Entonces lo que primaba era luchar contra el trato de favor. Por consiguiente, no salieron tertulianos a decir que ese juez se extralimitaba, que era un pésimo instructor, que su familia era de tal partido político, que debería ser sancionado por el Consejo General del Poder Judicial. Al cabo, lo que se pedía era bien distinto: la justicia no puede hacer distingos, todo el mundo es igual ante la ley, y se sacaba en volandas mediáticas a Castro, del que se decía que había «rendido a La Zarzuela». Todo eran parabienes de que el entonces miembro de la Familia Real fuera a la cárcel «por prevalerse de su posición familiar para inducir a una autoridad o a un funcionario a adoptar una resolución en beneficio propio o de un tercero», como sostuvo su sentencia condenatoria. Cambien el nombre y donde pone Iñaki pongan Begoña y la descripción del comportamiento inmoral –veremos pronto si también ilícito– de la cónyuge presidencial le sienta como un anillo de esmeraldas al dedo de Zapatero.

El caso de Urdangarin demostró que la vinculación familiar de una persona con la Jefatura del Estado no alteraba, en absoluto, la aplicación de la ley si había materia probatoria. A todos los que cacarearon durante años que nunca un miembro de la realeza por vía consorte iría a la cárcel, supongo que el lustro que estuvo el exmarido de la hija de Don Juan Carlos entre la trena y libertad condicional les pondría delante de su propio espejo. Iñaki no era una lumbrera, carecía de oficio y buscó el beneficio amparado en su libro de familia. Con el caso Nóos se juzgó toda una época y, en alguna medida, marcó la salida de Don Juan Carlos del trono. Fallaron los controles –si es que los hubo– y un buscavidas, imbuido de una posición institucional que le vino grande y deslumbrado por la cultura del pelotazo tan del momento, se llenó los bolsillos de dinero público, facilitado por políticos deseosos de agradar al poder.
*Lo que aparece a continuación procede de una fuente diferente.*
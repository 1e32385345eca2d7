//! Device fingerprint derivation.
//!
//! The fingerprint is a SHA-256 hex digest of stable machine identifiers.
//! Only the digest ever leaves the machine. Where no machine id file is
//! readable (containers, unusual distros) the derivation falls back to
//! hostname + username, which is stable per installation if weaker.

use sha2::{Digest, Sha256};

/// Machine id sources, in preference order.
const MACHINE_ID_PATHS: &[&str] = &["/etc/machine-id", "/var/lib/dbus/machine-id"];

/// Generate the device fingerprint for license activation.
pub fn device_fingerprint() -> String {
    sha256_hex(&machine_identity())
}

/// A human-readable name for this device, shown in the license dashboard.
pub fn device_name() -> String {
    hostname().unwrap_or_else(|| "Unknown Device".to_string())
}

fn machine_identity() -> String {
    for path in MACHINE_ID_PATHS {
        if let Ok(id) = std::fs::read_to_string(path) {
            let id = id.trim();
            if !id.is_empty() {
                return format!("machine-id:{}", id);
            }
        }
    }

    // Fallback derivation: stable per installation, documented as weaker
    let host = hostname().unwrap_or_else(|| "unknown-host".to_string());
    let user = std::env::var("USER")
        .or_else(|_| std::env::var("USERNAME"))
        .unwrap_or_else(|_| "unknown-user".to_string());
    format!("fallback:{}:{}", host, user)
}

fn hostname() -> Option<String> {
    std::env::var("HOSTNAME")
        .ok()
        .filter(|h| !h.is_empty())
        .or_else(|| {
            std::fs::read_to_string("/etc/hostname")
                .ok()
                .map(|h| h.trim().to_string())
                .filter(|h| !h.is_empty())
        })
}

fn sha256_hex(input: &str) -> String {
    let digest = Sha256::digest(input.as_bytes());
    digest.iter().map(|b| format!("{:02x}", b)).collect()
}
En claro paralelismo con Iñaki, la consorte del presidente actual se escondió tras una cátedra sin ánimo de lucro (como el instituto Nóos), pero lucro hubo. Y mucho. A ella le crearon un juguete académico para captar fondos públicos y privados, dinero del erario que finalmente llegó a los destinatarios gracias a los «buenos oficios» de la consorte. En su caso, también hubo un colaborador como el Diego Torres de Urdangarin: se llama Carlos Barrabés, imputado como ella. No sé si fue ilegal o no, pero estética y éticamente el expediente de Gómez es sonrojante. Un familiar del jefe del Ejecutivo mandando cartas de recomendación para alzaprimar a varios oportunistas.

Con Urdangarin se aplicó una suerte de inquisición y un juicio paralelo abominable, que quería ser empático con la indignación social aumentando la visceralidad popular. Con Begoña Gómez, cuyo concurso no es muy diferente, la Oficina de Conflictos de Intereses no permitió que administrativamente se la investigara y ahora hay una cacería contra un juez que está resuelto, aunque a veces, como todos, cometa desproporciones, a desenmascarar un ilícito. Tan lejos todo de la anuencia con el podemita Castro, al que las tricoteuses aplaudieron a rabiar mientras se creía el nuevo Robespierre.